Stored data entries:
◆ ◆ ◆ ◆

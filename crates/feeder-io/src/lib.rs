//! # feeder-io: Feeder Model Text I/O
//!
//! Parsing and writing of line-oriented feeder model (`.glm`) files, plus
//! the transform pipeline used for file-to-file edits.
//!
//! ## Quick Start
//!
//! ```rust
//! use feeder_io::DocumentIo;
//! use feeder_core::Document;
//!
//! let mut doc = Document::parse_str(
//!     "object recorder:7 { name r1; parent node1; interval 60; }\n",
//! )?;
//! let rec = doc.find_one("name", "r1")?;
//! doc.set_property(rec, "interval", "120")?;
//!
//! assert_eq!(
//!     doc.serialize(),
//!     "object recorder:7 {\n\tname r1;\n\tparent node1;\n\tinterval 120;\n}\n"
//! );
//! # Ok::<(), feeder_core::FeederError>(())
//! ```
//!
//! ## Round Trips
//!
//! Re-serializing an unmodified document reproduces its content: text outside
//! objects is kept verbatim, blank lines and comments keep their place inside
//! blocks and text after a property's `;` is carried along untouched.
//! Indentation is normalised.
//!
//! ## Modules
//!
//! - [`reader`] - line cursor with single-line declaration splitting
//! - [`parser`] - recursive descent over object blocks
//! - [`writer`] - text emission
//! - [`pipeline`] - named transforms and file-to-file runs
//! - [`transforms`] - generic `set` / `add` / `nest` / `remove` / `annotate`

use std::path::Path;

use feeder_core::{Document, FeederResult};

pub mod parser;
pub mod pipeline;
pub mod reader;
pub mod transforms;
pub mod writer;

pub use parser::{parse_file, parse_reader, parse_str};
pub use pipeline::{FnTransform, Invocation, Pipeline, SignOptions, Transform, TransformRegistry};
pub use writer::{
    serialize, serialize_object, serialize_with, write_file, write_file_with, WriterOptions,
};

/// Parse and write entry points on [`Document`].
pub trait DocumentIo: Sized {
    fn parse_file(path: impl AsRef<Path>) -> FeederResult<Self>;

    fn parse_str(text: &str) -> FeederResult<Self>;

    fn serialize(&self) -> String;

    fn write(&self, path: impl AsRef<Path>) -> FeederResult<()>;
}

impl DocumentIo for Document {
    fn parse_file(path: impl AsRef<Path>) -> FeederResult<Self> {
        parser::parse_file(path)
    }

    fn parse_str(text: &str) -> FeederResult<Self> {
        parser::parse_str(text)
    }

    fn serialize(&self) -> String {
        writer::serialize(self)
    }

    fn write(&self, path: impl AsRef<Path>) -> FeederResult<()> {
        writer::write_file(self, path)
    }
}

◆ ◆ ◆ ◆

Exercise prompt:
Scan the lines above for the word "serialize", then copy each line that has it.

Solution to this task:
//!     doc.serialize(),
    serialize, serialize_object, serialize_with, write_file, write_file_with, WriterOptions,
    fn serialize(&self) -> String;
    fn serialize(&self) -> String {
        writer::serialize(self)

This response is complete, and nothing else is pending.